I own a copy of “The Book of Great Conversations” (ed. Louis Biancolli), a great collection of famous “recorded” conversations from history. Ever wonder what Casanova said to Voltaire when they met? Here’s one of their conversations (“argue for the necessity of superstition among the masses”). Did you know Wagner and Rossini exchanged thoughts on “music of the future”? And for you fantasists, how about H.G. Wells sitting down with “Uncle Joe” Stalin (“I am more to the left than you, Mr Stalin.”)?

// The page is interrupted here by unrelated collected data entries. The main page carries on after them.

//! Handler for monthly wholesale market data (`promediosSipsaMesMadr`).
//!
//! Same dual-strategy shape as the weekly handler, keyed on tmpMayoMesId
//! and (artiId, fuenId, fechaMesIni).

use async_trait::async_trait;
use std::sync::Arc;
use tracing::{error, info, warn};

use super::{display_opt, missing_reason, MONTHLY_METHOD};
use crate::error::IngestError;
use crate::ingestion::context::RunContext;
use crate::ingestion::registry::MethodHandler;
use crate::models::monthly_wholesale;
use crate::repositories::MonthlyWholesaleRepository;
use crate::soap::fields::millis_to_datetime;
use crate::soap::{MonthlyRecord, RecordStream, SoapSource};

pub struct MonthlyHandler {
    source: Arc<dyn SoapSource>,
    repository: MonthlyWholesaleRepository,
    batch_size: usize,
    max_children: usize,
}

impl MonthlyHandler {
    pub fn new(
        source: Arc<dyn SoapSource>,
        repository: MonthlyWholesaleRepository,
        batch_size: usize,
        max_children: usize,
    ) -> Self {
        Self {
            source,
            repository,
            batch_size,
            max_children,
        }
    }

    async fn consume(
        &self,
        parser: &mut RecordStream<MonthlyRecord>,
        with_tmp: &mut Vec<monthly_wholesale::Model>,
        no_tmp: &mut Vec<monthly_wholesale::Model>,
        context: &mut RunContext,
    ) -> Result<(), IngestError> {
        while let Some(record) = parser.next_record().await? {
            context.mark_seen();

            let fecha_mes_ini = record.fecha_mes_ini.and_then(millis_to_datetime);
            if record.arti_id.is_none() || record.fuen_id.is_none() || fecha_mes_ini.is_none() {
                let raw_data = format!(
                    "artiId={}, fuenId={}, fechaMesIni={}, artiNombre={}, fuenNombre={}",
                    display_opt(&record.arti_id),
                    display_opt(&record.fuen_id),
                    display_opt(&record.fecha_mes_ini),
                    display_opt(&record.arti_nombre),
                    display_opt(&record.fuen_nombre),
                );
                let reason = missing_reason(&[
                    ("artiId", record.arti_id.is_some()),
                    ("fuenId", record.fuen_id.is_some()),
                    ("fechaMesIni", fecha_mes_ini.is_some()),
                ]);
                context.add_reject(raw_data, reason);
                continue;
            }

            let (Some(arti_id), Some(fuen_id), Some(fecha_mes_ini)) =
                (record.arti_id, record.fuen_id, fecha_mes_ini)
            else {
                continue;
            };

            let entity = monthly_wholesale::Model {
                id: 0,
                tmp_mayo_mes_id: record.tmp_mayo_mes_id,
                arti_id,
                arti_nombre: record.arti_nombre,
                fuen_id,
                fuen_nombre: record.fuen_nombre,
                futi_id: record.futi_id,
                fecha_mes_ini,
                fecha_creacion: record.fecha_creacion.and_then(millis_to_datetime),
                minimo_kg: record.minimo_kg,
                maximo_kg: record.maximo_kg,
                promedio_kg: record.promedio_kg,
                enviado: record.enviado,
                last_updated: None,
                ingestion_run_id: context.run_id(),
            };

            if entity.tmp_mayo_mes_id.is_some() {
                with_tmp.push(entity);
            } else {
                no_tmp.push(entity);
            }

            if with_tmp.len() >= self.batch_size {
                self.flush_tmp(with_tmp, context).await?;
            }
            if no_tmp.len() >= self.batch_size {
                self.flush_fallback(no_tmp, context).await?;
            }
        }
        Ok(())
    }

    async fn flush_tmp(
        &self,
        batch: &mut Vec<monthly_wholesale::Model>,
        context: &mut RunContext,
    ) -> Result<(), IngestError> {
        if batch.is_empty() {
            return Ok(());
        }
        let outcome = self.repository.flush_tmp(std::mem::take(batch)).await?;
        context.add_inserted(outcome.inserted);
        Ok(())
    }

    async fn flush_fallback(
        &self,
        batch: &mut Vec<monthly_wholesale::Model>,
        context: &mut RunContext,
    ) -> Result<(), IngestError> {
        if batch.is_empty() {
            return Ok(());
        }
        let outcome = self.repository.flush_fallback(std::mem::take(batch)).await?;
        context.add_inserted(outcome.inserted);
        Ok(())
    }

    async fn flush_all(
        &self,
        with_tmp: &mut Vec<monthly_wholesale::Model>,
        no_tmp: &mut Vec<monthly_wholesale::Model>,
        context: &mut RunContext,
    ) -> Result<(), IngestError> {
        self.flush_tmp(with_tmp, context).await?;
        self.flush_fallback(no_tmp, context).await
    }
}

#[async_trait]
impl MethodHandler for MonthlyHandler {
    fn method_name(&self) -> &'static str {
        MONTHLY_METHOD
    }

    async fn execute(&self, context: &mut RunContext) -> Result<(), IngestError> {
        let body = self.source.stream(MONTHLY_METHOD).await?;
        let mut parser: RecordStream<MonthlyRecord> = RecordStream::new(body, self.max_children);
        let mut with_tmp: Vec<monthly_wholesale::Model> = Vec::with_capacity(self.batch_size);
        let mut no_tmp: Vec<monthly_wholesale::Model> = Vec::with_capacity(self.batch_size);

        match self
            .consume(&mut parser, &mut with_tmp, &mut no_tmp, context)
            .await
        {
            Ok(()) => {
                self.flush_all(&mut with_tmp, &mut no_tmp, context).await?;
                info!(
                    method_name = MONTHLY_METHOD,
                    seen = context.records_seen(),
                    rejected = context.reject_count(),
                    "SOAP method completed"
                );
                Ok(())
            }
            Err(err) => {
                warn!(
                    seen = context.records_seen(),
                    "Error during ingestion, attempting to save partial progress"
                );
                if let Err(flush_err) = self.flush_all(&mut with_tmp, &mut no_tmp, context).await {
                    error!(error = %flush_err, "Failed to save partial progress");
                } else {
                    info!(
                        inserted = context.records_inserted(),
                        "Saved partial progress before failure"
                    );
                }
                Err(err)
            }
        }
    }
}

This volume, I’m sure, can be scrounged from one of the used-book or antiquarian sites, and you won’t be disappointed. One conversation that struck me as particularly poignant, from both the standpoint of the participants and the subject, was Michelangelo’s conversation with his friend, Donato, a man of letters of some quality, and also a Florentine (but now in exile in Rome). They would often meet on the street while on an afternoon walk. On this particular day, in 1546, they began to talk about Dante’s “Inferno” and the argument (objected to by Donato) “was Dante right to consign Brutus and Cassius to Hell for Murdering Julius Caesar?” Michelangelo took the positive standpoint, that the murderers deserved Hell, and he explains why ….
may 20, 2006
“Michelangelo: How do you know Dante did not feel that Brutus and Cassius did wrong in killing Caesar? Don’t you know how much ruin and misery came into the world as a result of his death? Don’t you see what a calamitous succession of emperors followed him? Would it not have been better if he had lived and carried out his ideas?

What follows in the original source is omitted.